A total of 196 valid responses to the questionnaires were received (Fig. 1). The current jobs of the participants were diverse, and most responses came from Brazil because this was where the questionnaire could be sent to people and institutions known by the authors.
The responses were divided into a group of “professionals” with 79 people and a group of “academics” with 118 people. The purpose of this division was to identify the specific characteristics of academic behavior through a comparative analysis between the groups.
A limitation of this approach is that most academics were Brazilian (79.7%), which could have biased the results, creating a regional scenario.
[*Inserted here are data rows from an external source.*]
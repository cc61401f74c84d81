//! The standard shape set.
//!
//! Most hosts care about the same handful of part-level changes: physical
//! constants, resource inventories, render models, colliders. This module
//! registers that baseline so hosts and parts can agree on names without
//! each shipping their own catalog.
//!
//! ```text
//!  PhysicsChanged (abstract)
//!    ├── MassChanged(mass)
//!    ├── CenterOfMassShifted(offset)
//!    └── MomentsChanged
//!
//!  ResourcesChanged (abstract)
//!    ├── ResourceListChanged
//!    ├── ResourceMaxAmountChanged(resource, amount)
//!    └── ResourceInitialAmountChanged(resource, amount)
//!
//!  ModelChanged
//!  ColliderChanged
//! ```
//!
//! Hosts extend the returned catalog with their own shapes before handing
//! it to the bus; registration stays open until then.

use crate::{Catalog, ParamKind, ShapeDef};

/// Any physical constant of a part changed: mass, center of mass, moments
/// of inertia. Abstract — send one of its children.
pub const PHYSICS_CHANGED: &str = "PhysicsChanged";

/// A part's mass changed. Parameter: the new mass.
pub const MASS_CHANGED: &str = "MassChanged";

/// A part's center of mass moved. Parameter: the new offset.
pub const CENTER_OF_MASS_SHIFTED: &str = "CenterOfMassShifted";

/// A part's moments of inertia changed.
pub const MOMENTS_CHANGED: &str = "MomentsChanged";

/// A part's resource inventory changed in some way. Abstract — send one of
/// its children.
pub const RESOURCES_CHANGED: &str = "ResourcesChanged";

/// Resources were added to or removed from a part.
pub const RESOURCE_LIST_CHANGED: &str = "ResourceListChanged";

/// The capacity of one resource changed. Parameters: resource name, new
/// maximum.
pub const RESOURCE_MAX_AMOUNT_CHANGED: &str = "ResourceMaxAmountChanged";

/// The starting fill of one resource changed (editor only in most hosts).
/// Parameters: resource name, new amount.
pub const RESOURCE_INITIAL_AMOUNT_CHANGED: &str = "ResourceInitialAmountChanged";

/// A part's render model changed.
pub const MODEL_CHANGED: &str = "ModelChanged";

/// A part's collider changed.
pub const COLLIDER_CHANGED: &str = "ColliderChanged";

/// Builds a catalog preloaded with the standard shapes.
///
/// # Example
///
/// ```
/// use trellis_shape::standard;
///
/// let catalog = standard::standard_catalog();
/// let mass = catalog.resolve(standard::MASS_CHANGED).unwrap();
/// let physics = catalog.resolve(standard::PHYSICS_CHANGED).unwrap();
///
/// assert!(catalog.is_abstract(physics));
/// assert_eq!(catalog.ancestors(mass).last(), Some(physics));
/// ```
#[must_use]
pub fn standard_catalog() -> Catalog {
    let mut catalog = Catalog::new();

    // Registration order matters: parents first. A failure here is a defect
    // in this module, not a runtime condition.
    let defs = [
        ShapeDef::new(PHYSICS_CHANGED).abstract_only(),
        ShapeDef::new(MASS_CHANGED)
            .with_parent(PHYSICS_CHANGED)
            .with_param("mass", ParamKind::Float),
        ShapeDef::new(CENTER_OF_MASS_SHIFTED)
            .with_parent(PHYSICS_CHANGED)
            .with_param("offset", ParamKind::Any),
        ShapeDef::new(MOMENTS_CHANGED).with_parent(PHYSICS_CHANGED),
        ShapeDef::new(RESOURCES_CHANGED).abstract_only(),
        ShapeDef::new(RESOURCE_LIST_CHANGED).with_parent(RESOURCES_CHANGED),
        ShapeDef::new(RESOURCE_MAX_AMOUNT_CHANGED)
            .with_parent(RESOURCES_CHANGED)
            .with_param("resource", ParamKind::Text)
            .with_param("amount", ParamKind::Float),
        ShapeDef::new(RESOURCE_INITIAL_AMOUNT_CHANGED)
            .with_parent(RESOURCES_CHANGED)
            .with_param("resource", ParamKind::Text)
            .with_param("amount", ParamKind::Float),
        ShapeDef::new(MODEL_CHANGED),
        ShapeDef::new(COLLIDER_CHANGED),
    ];

    for def in defs {
        let name = def.name.clone();
        catalog
            .register(def)
            .unwrap_or_else(|e| panic!("standard shape {name} failed to register: {e}"));
    }

    catalog
}
//! Part identifiers.
//!
//! A *part* is the owning entity behind a message source or a listener: one
//! node of the host's assembly tree. The bus never holds parts themselves —
//! only their ids, which it hands back to the host's
//! relationship/enablement callbacks.

use serde::{Deserialize, Serialize};
use uuid::{uuid, Uuid};

/// Trellis namespace UUID for deterministic UUID v5 generation.
///
/// Used as the namespace when deriving stable part ids from names via
/// [`PartId::named`].
const TRELLIS_NAMESPACE: Uuid = uuid!("6f0c2e2a-58d1-4b77-9c3e-1a4f8b0d2c91");

/// Identity of a part in the host assembly.
///
/// # UUID Strategy
///
/// - [`PartId::new`] — random UUID v4, for parts instantiated at runtime
/// - [`PartId::named`] — deterministic UUID v5 from a name, for parts whose
///   identity must be stable across processes (and for fixtures)
///
/// # Example
///
/// ```
/// use trellis_types::PartId;
///
/// let tank_a = PartId::named("fuel-tank-a");
/// let tank_b = PartId::named("fuel-tank-a");
/// assert_eq!(tank_a, tank_b); // same name, same identity
///
/// let fresh = PartId::new();
/// assert_ne!(fresh, tank_a);
/// ```
#[derive(Debug, Clone, Copy, PartialEq, Eq, Hash, Serialize, Deserialize)]
pub struct PartId(pub Uuid);

impl PartId {
    /// Creates a new [`PartId`] with a random UUID v4.
    #[must_use]
    pub fn new() -> Self {
        Self(Uuid::new_v4())
    }

    /// Creates a deterministic [`PartId`] from a name (UUID v5).
    ///
    /// The same name always yields the same id, across processes and
    /// machines.
    ///
    /// # Example
    ///
    /// ```
    /// use trellis_types::PartId;
    ///
    /// assert_eq!(PartId::named("root"), PartId::named("root"));
    /// assert_ne!(PartId::named("root"), PartId::named("wing"));
    /// ```
    #[must_use]
    pub fn named(name: &str) -> Self {
        Self(Uuid::new_v5(&TRELLIS_NAMESPACE, name.as_bytes()))
    }

    /// Returns the inner UUID.
    #[must_use]
    pub fn uuid(&self) -> Uuid {
        self.0
    }
}

impl Default for PartId {
    fn default() -> Self {
        Self::new()
    }
}

impl std::fmt::Display for PartId {
    fn fmt(&self, f: &mut std::fmt::Formatter<'_>) -> std::fmt::Result {
        write!(f, "part:{}", self.0)
    }
}

#[cfg(test)]
mod tests {
    use super::*;

    #[test]
    fn named_is_deterministic() {
        assert_eq!(PartId::named("engine"), PartId::named("engine"));
        assert_ne!(PartId::named("engine"), PartId::named("tank"));
    }

    #[test]
    fn new_is_unique() {
        assert_ne!(PartId::new(), PartId::new());
    }

    #[test]
    fn display_prefix() {
        let id = PartId::named("engine");
        assert!(id.to_string().starts_with("part:"));
    }

    #[test]
    fn serde_round_trip() {
        let id = PartId::named("engine");
        let json = serde_json::to_string(&id).unwrap();
        let back: PartId = serde_json::from_str(&json).unwrap();
        assert_eq!(id, back);
    }
}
For instance, there is specific software for the transformation of coordinates between reference systems that are only suitable for Brazil, and thus, some responses could have been inflated.
However, the “other” response option in all questions may have mitigated this problem by allowing people from other countries to provide responses indicating different software that is more suitable for their locality.
In addition, ASDIs are relatively little used in Brazil [3], and research funding institutions in the country do not make specific recommendations on the need to publish geospatial information or algorithms.
Practices of use
The group of professionals presented a higher frequency of use of geospatial algorithms (Fig. 2). The subsets of software more used among the group of professionals were computer aided design (CAD) and database management systems. However, academics were found to use geodesy and digital image processing (DPI) software more often.
Both groups presented a diverse set of uses of geospatial algorithms (Fig. 3). These categories were listed from common functions used in GIS, although their subdivision may have influenced the respondents. In addition, there were low use and knowledge of web processing service (WPS) in both subsets.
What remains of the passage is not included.